As a runner myself, I tend to speak to plenty of other runners. I also treat a number of runners, walkers, gymnasts, and soccer players in my practice, so it is no coincidence that hip and knee pain appear frequently in my day-to-day treatments.
The hips and knees are often vulnerable joints for athletes, regardless of their activity. A casual walker can experience pain just as easily as a conditioned, competitive athlete. So whether you are a walker, a runner, a cyclist, a swimmer, or an armchair sports enthusiast, lets take a moment to talk about your aches and pains.
Many hip and knee pains can be caused by an injury. In that case, they are very straightforward. The athlete recalls a specific injury or incident, and we pursue the standard examination and treatment.
But what happens if there was no injury?
"It just starts hurting after I run for 10 minutes," a fellow runner once told me. This is more common than many people realize. Pain in the knee can originate from the hip, as pain in the hip can originate from the knee. In my experience, the most likely culprit for this is the tensor fasciae latae muscle, or the TFL. Many runners know this muscle by the band of tough tissue that runs from this muscle to the knee, known as the iliotibial band, or ITB.

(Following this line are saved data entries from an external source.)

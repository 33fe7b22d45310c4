//! Capture engine lifecycle and scheduling.

use std::sync::Arc;
use std::time::{Duration, Instant};

use crossbeam_channel::{Receiver, SendTimeoutError, Sender, TrySendError};
use parking_lot::Mutex;
use tracing::{debug, error, info, info_span, trace, warn, Span};

use windowscope_capture::{StrategyChain, WindowGeometryProvider};
use windowscope_ipc::{
    CaptureSettings, EngineCommand, EngineEvent, EngineState, EngineStatus, MonitorConfig,
    WindowHandle,
};

use crate::acquisition::Acquisition;
use crate::error::EngineError;
use crate::metrics::SessionStats;
use crate::scheduler::{tick_interval, Scheduler};
use crate::session::CaptureSession;
use crate::EngineResult;

/// How long a state or method announcement waits for room in the event
/// channel. Frames and rate updates never wait.
const CONTROL_SEND_TIMEOUT: Duration = Duration::from_millis(500);

struct Lifecycle {
    state: EngineState,
    fps: u32,
    /// Incremented on every start and pause; ticks scheduled before either
    /// never publish.
    epoch: u64,
}

impl Lifecycle {
    fn is_current(&self, epoch: u64) -> bool {
        self.state.is_running() && self.epoch == epoch
    }
}

struct Shared {
    window: WindowHandle,
    settings: CaptureSettings,
    lifecycle: Mutex<Lifecycle>,
    session: Mutex<CaptureSession>,
    stats: Arc<SessionStats>,
    event_tx: Sender<EngineEvent>,
    span: Span,
}

impl Shared {
    fn run_tick(&self, epoch: u64, now: Instant) {
        if !self.lifecycle.lock().is_current(epoch) {
            return;
        }

        let Some(mut session) = self.session.try_lock() else {
            trace!("Previous tick still in flight, dropping tick");
            return;
        };
        let report = session.tick(now);

        // Publish while still holding the session so ticks never interleave.
        let lifecycle = self.lifecycle.lock();
        if lifecycle.is_current(epoch) {
            for event in report.events {
                let announcement = matches!(event, EngineEvent::MethodChanged(_));
                if !self.send_event(event) && announcement {
                    session.method_announcement_lost();
                }
            }
        } else {
            debug!(
                outcome = ?report.outcome,
                discarded = report.events.len(),
                "Engine left running state during tick, discarding results"
            );
        }
    }

    /// Change state and announce it. Called with the lifecycle lock held so the
    /// announcement is ordered before any tick of the new state publishes.
    fn transition_to(&self, lifecycle: &mut Lifecycle, new_state: EngineState) {
        let previous = std::mem::replace(&mut lifecycle.state, new_state);
        if previous == new_state {
            return;
        }

        debug!(
            previous = previous.name(),
            current = new_state.name(),
            "State transition"
        );
        if !self.send_event(EngineEvent::StateChanged {
            previous,
            current: new_state,
        }) {
            debug!(current = new_state.name(), "State change not announced");
        }
    }

    /// Publish one event. Returns false if the viewer never received it.
    fn send_event(&self, event: EngineEvent) -> bool {
        if event.is_droppable() {
            return match self.event_tx.try_send(event) {
                Ok(()) => true,
                Err(TrySendError::Full(event)) => {
                    warn!(event = event.name(), "Event channel full, dropping event");
                    false
                }
                Err(TrySendError::Disconnected(event)) => {
                    trace!(event = event.name(), "Event channel closed, dropping event");
                    false
                }
            };
        }

        match self.event_tx.send_timeout(event, CONTROL_SEND_TIMEOUT) {
            Ok(()) => true,
            Err(SendTimeoutError::Timeout(event)) => {
                warn!(
                    event = event.name(),
                    timeout_ms = CONTROL_SEND_TIMEOUT.as_millis() as u64,
                    "Event channel stalled, dropping event"
                );
                false
            }
            Err(SendTimeoutError::Disconnected(event)) => {
                trace!(event = event.name(), "Event channel closed, dropping event");
                false
            }
        }
    }
}

/// Drives one window's capture session on a fixed schedule.
///
/// All control methods take `&self` and may be called from any thread.
/// Engines are independent of each other; each owns its worker threads.
pub struct CaptureEngine {
    shared: Arc<Shared>,
    scheduler: Mutex<Option<Scheduler>>,
}

impl CaptureEngine {
    /// Create a stopped engine for `config`.
    ///
    /// Fails if the settings, region or frame rate are invalid, or if the
    /// acquisition worker cannot be started.
    pub fn new(
        config: MonitorConfig,
        settings: CaptureSettings,
        provider: Arc<dyn WindowGeometryProvider>,
        chain: StrategyChain,
        event_tx: Sender<EngineEvent>,
    ) -> EngineResult<Self> {
        let fps = config.resolve(&settings)?;
        let span = info_span!("capture_engine", window = %config.window);

        let methods = chain.methods();
        let acquisition = Acquisition::spawn(chain, settings.acquisition_timeout(), span.clone())?;
        let stats = Arc::new(SessionStats::default());
        let session = CaptureSession::new(
            config.window,
            config.region,
            provider,
            acquisition,
            &settings,
            Arc::clone(&stats),
        );

        span.in_scope(|| {
            info!(
                fps,
                region = ?config.region,
                ?methods,
                "Capture engine created"
            );
        });

        Ok(Self {
            shared: Arc::new(Shared {
                window: config.window,
                settings,
                lifecycle: Mutex::new(Lifecycle {
                    state: EngineState::Stopped,
                    fps,
                    epoch: 0,
                }),
                session: Mutex::new(session),
                stats,
                event_tx,
                span,
            }),
            scheduler: Mutex::new(None),
        })
    }

    /// `Stopped -> Running`. No-op in any other state.
    pub fn start(&self) -> EngineResult<()> {
        let _enter = self.shared.span.enter();
        let mut slot = self.scheduler.lock();

        let (fps, epoch) = {
            let mut lifecycle = self.shared.lifecycle.lock();
            if !lifecycle.state.is_stopped() {
                debug!(state = lifecycle.state.name(), "Already started, ignoring start");
                return Ok(());
            }
            lifecycle.epoch += 1;
            self.shared.transition_to(&mut lifecycle, EngineState::Running);
            (lifecycle.fps, lifecycle.epoch)
        };

        match self.schedule(fps, epoch) {
            Ok(scheduler) => {
                info!(
                    fps,
                    interval_ms = scheduler.interval().as_millis() as u64,
                    "Capture engine started"
                );
                *slot = Some(scheduler);
                Ok(())
            }
            Err(e) => {
                error!("Capture engine start failed: {}", e);
                let mut lifecycle = self.shared.lifecycle.lock();
                self.shared.transition_to(&mut lifecycle, EngineState::Stopped);
                Err(e)
            }
        }
    }

    /// Any state `-> Stopped`. Idempotent.
    pub fn stop(&self) {
        let _enter = self.shared.span.enter();
        let handle = {
            let mut slot = self.scheduler.lock();
            {
                let mut lifecycle = self.shared.lifecycle.lock();
                if lifecycle.state.is_stopped() {
                    debug!("Already stopped, ignoring stop");
                    return;
                }
                self.shared.transition_to(&mut lifecycle, EngineState::Stopped);
            }
            slot.take().and_then(Scheduler::cancel)
        };

        if let Some(handle) = handle {
            let _ = handle.join();
        }
        info!(
            captures = self.shared.stats.capture_count(),
            delivered = self.shared.stats.frames_delivered(),
            "Capture engine stopped"
        );
    }

    /// `Running -> Paused`. Counters and frame-rate history are kept.
    pub fn pause(&self) {
        let _enter = self.shared.span.enter();
        let handle = {
            let mut slot = self.scheduler.lock();
            {
                let mut lifecycle = self.shared.lifecycle.lock();
                if !lifecycle.state.is_running() {
                    debug!(state = lifecycle.state.name(), "Not running, ignoring pause");
                    return;
                }
                lifecycle.epoch += 1;
                self.shared.transition_to(&mut lifecycle, EngineState::Paused);
            }
            slot.take().and_then(Scheduler::cancel)
        };

        if let Some(handle) = handle {
            let _ = handle.join();
        }
        info!("Capture paused");
    }

    /// `Paused -> Running` at the current frame rate.
    pub fn resume(&self) -> EngineResult<()> {
        let _enter = self.shared.span.enter();
        let mut slot = self.scheduler.lock();

        let (fps, epoch) = {
            let mut lifecycle = self.shared.lifecycle.lock();
            if !lifecycle.state.is_paused() {
                debug!(state = lifecycle.state.name(), "Not paused, ignoring resume");
                return Ok(());
            }
            self.shared.transition_to(&mut lifecycle, EngineState::Running);
            (lifecycle.fps, lifecycle.epoch)
        };

        match self.schedule(fps, epoch) {
            Ok(scheduler) => {
                info!(fps, "Capture resumed");
                *slot = Some(scheduler);
                Ok(())
            }
            Err(e) => {
                error!("Capture resume failed: {}", e);
                let mut lifecycle = self.shared.lifecycle.lock();
                self.shared.transition_to(&mut lifecycle, EngineState::Paused);
                Err(e)
            }
        }
    }

    /// Change the frame rate. Values outside the configured bounds are
    /// ignored.
    pub fn set_fps(&self, fps: u32) {
        if let Err(e) = self.try_set_fps(fps) {
            self.shared.span.in_scope(|| debug!("Frame rate not applied: {}", e));
        }
    }

    /// Change the frame rate, reporting out-of-range values.
    ///
    /// While running, the schedule is replaced at the new interval; while
    /// stopped or paused the value applies on the next start or resume.
    pub fn try_set_fps(&self, fps: u32) -> EngineResult<()> {
        let _enter = self.shared.span.enter();
        let settings = &self.shared.settings;
        if !settings.accepts_fps(fps) {
            return Err(EngineError::ConfigRejected {
                fps,
                min: settings.min_fps,
                max: settings.max_fps,
            });
        }

        let replaced = {
            let mut slot = self.scheduler.lock();
            let (previous, running, epoch) = {
                let mut lifecycle = self.shared.lifecycle.lock();
                let previous = std::mem::replace(&mut lifecycle.fps, fps);
                (previous, lifecycle.state.is_running(), lifecycle.epoch)
            };

            if previous == fps {
                return Ok(());
            }
            if !running {
                info!(previous, fps, "Frame rate updated");
                return Ok(());
            }

            match self.schedule(fps, epoch) {
                Ok(scheduler) => {
                    info!(previous, fps, "Frame rate updated, schedule replaced");
                    slot.replace(scheduler).and_then(Scheduler::cancel)
                }
                Err(e) => {
                    self.shared.lifecycle.lock().fps = previous;
                    return Err(e);
                }
            }
        };

        // Wait out the old schedule's in-flight tick so no tick outlives a
        // later pause or stop.
        if let Some(handle) = replaced {
            let _ = handle.join();
        }
        Ok(())
    }

    fn schedule(&self, fps: u32, epoch: u64) -> EngineResult<Scheduler> {
        let shared = Arc::clone(&self.shared);
        Scheduler::spawn(tick_interval(fps), self.shared.span.clone(), move |now| {
            shared.run_tick(epoch, now);
        })
    }

    /// Handle a command. Returns false if the command loop should exit.
    pub fn handle_command(&self, command: EngineCommand) -> bool {
        self.shared
            .span
            .in_scope(|| debug!(?command, "Handling command"));

        match command {
            EngineCommand::Start => {
                if let Err(e) = self.start() {
                    error!("Start failed: {}", e);
                }
            }
            EngineCommand::Stop => self.stop(),
            EngineCommand::Pause => self.pause(),
            EngineCommand::Resume => {
                if let Err(e) = self.resume() {
                    error!("Resume failed: {}", e);
                }
            }
            EngineCommand::SetFps(fps) => self.set_fps(fps),
            EngineCommand::GetStatus => {
                self.shared.send_event(EngineEvent::Status(self.status()));
            }
            EngineCommand::Shutdown => {
                self.stop();
                self.shared.send_event(EngineEvent::Shutdown);
                return false;
            }
        }

        true
    }

    /// Process commands until `Shutdown` or until every sender is dropped.
    pub fn run(&self, command_rx: Receiver<EngineCommand>) {
        self.shared.span.in_scope(|| info!("Command loop starting"));

        loop {
            match command_rx.recv() {
                Ok(command) => {
                    if !self.handle_command(command) {
                        break;
                    }
                }
                Err(_) => {
                    self.shared
                        .span
                        .in_scope(|| info!("Command channel disconnected, shutting down"));
                    self.stop();
                    break;
                }
            }
        }

        self.shared.span.in_scope(|| info!("Command loop exited"));
    }

    pub fn state(&self) -> EngineState {
        self.shared.lifecycle.lock().state
    }

    /// Target frame rate.
    pub fn fps(&self) -> u32 {
        self.shared.lifecycle.lock().fps
    }

    pub fn window(&self) -> WindowHandle {
        self.shared.window
    }

    pub fn settings(&self) -> &CaptureSettings {
        &self.shared.settings
    }

    /// Current status snapshot. Never waits on an in-flight tick.
    pub fn status(&self) -> EngineStatus {
        let (state, fps) = {
            let lifecycle = self.shared.lifecycle.lock();
            (lifecycle.state, lifecycle.fps)
        };
        self.shared.stats.snapshot(state, fps)
    }
}

impl Drop for CaptureEngine {
    fn drop(&mut self) {
        self.stop();
    }
}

Excessive tension in the TFL pulls excessively on the outside of the knee joint, causing pain or tension with every step. This is why it is essential to stretch or manually release the tension in this muscle. Many people fail to do this, because the muscle is difficult to stretch or release without assistance. However the use of a foam roller can be crucial in assisting you.
If the TFL is chronically tight, we look to other stabilizers of the hip joint to see if there is a failure of coordination, causing the TFL to essentially become "overworked". Frequently, the Gluteus Medius muscle is failing to fire in a coordinated sequence with the stride. The muscle may not demonstrate a functional weakness, but it is unable to fully support the hip due to an insufficient coordination pattern. Simple exercises can be used to improve coordination of the hip stabilizers.
Another potential cause of chronic TFL tension is gut inflammation. Due to the lymphatic drainage of the intestines, the TFL will often become tight and painful if the gut is unable to properly flush out pro-inflammatory foods such as wheat, corn, and processed foods. If you experience hip and knee pain, there are a number of potential causes, and proper evaluation by a qualified physician is always advised. Seek out a natural practitioner trained in athletic biomechanics, such as your Chiropractor or Applied Kinesiologist. I advise all patients to get a second opinion before pursuing any surgical options, and make sure to resolve any gut issues before investigating more invasive treatments.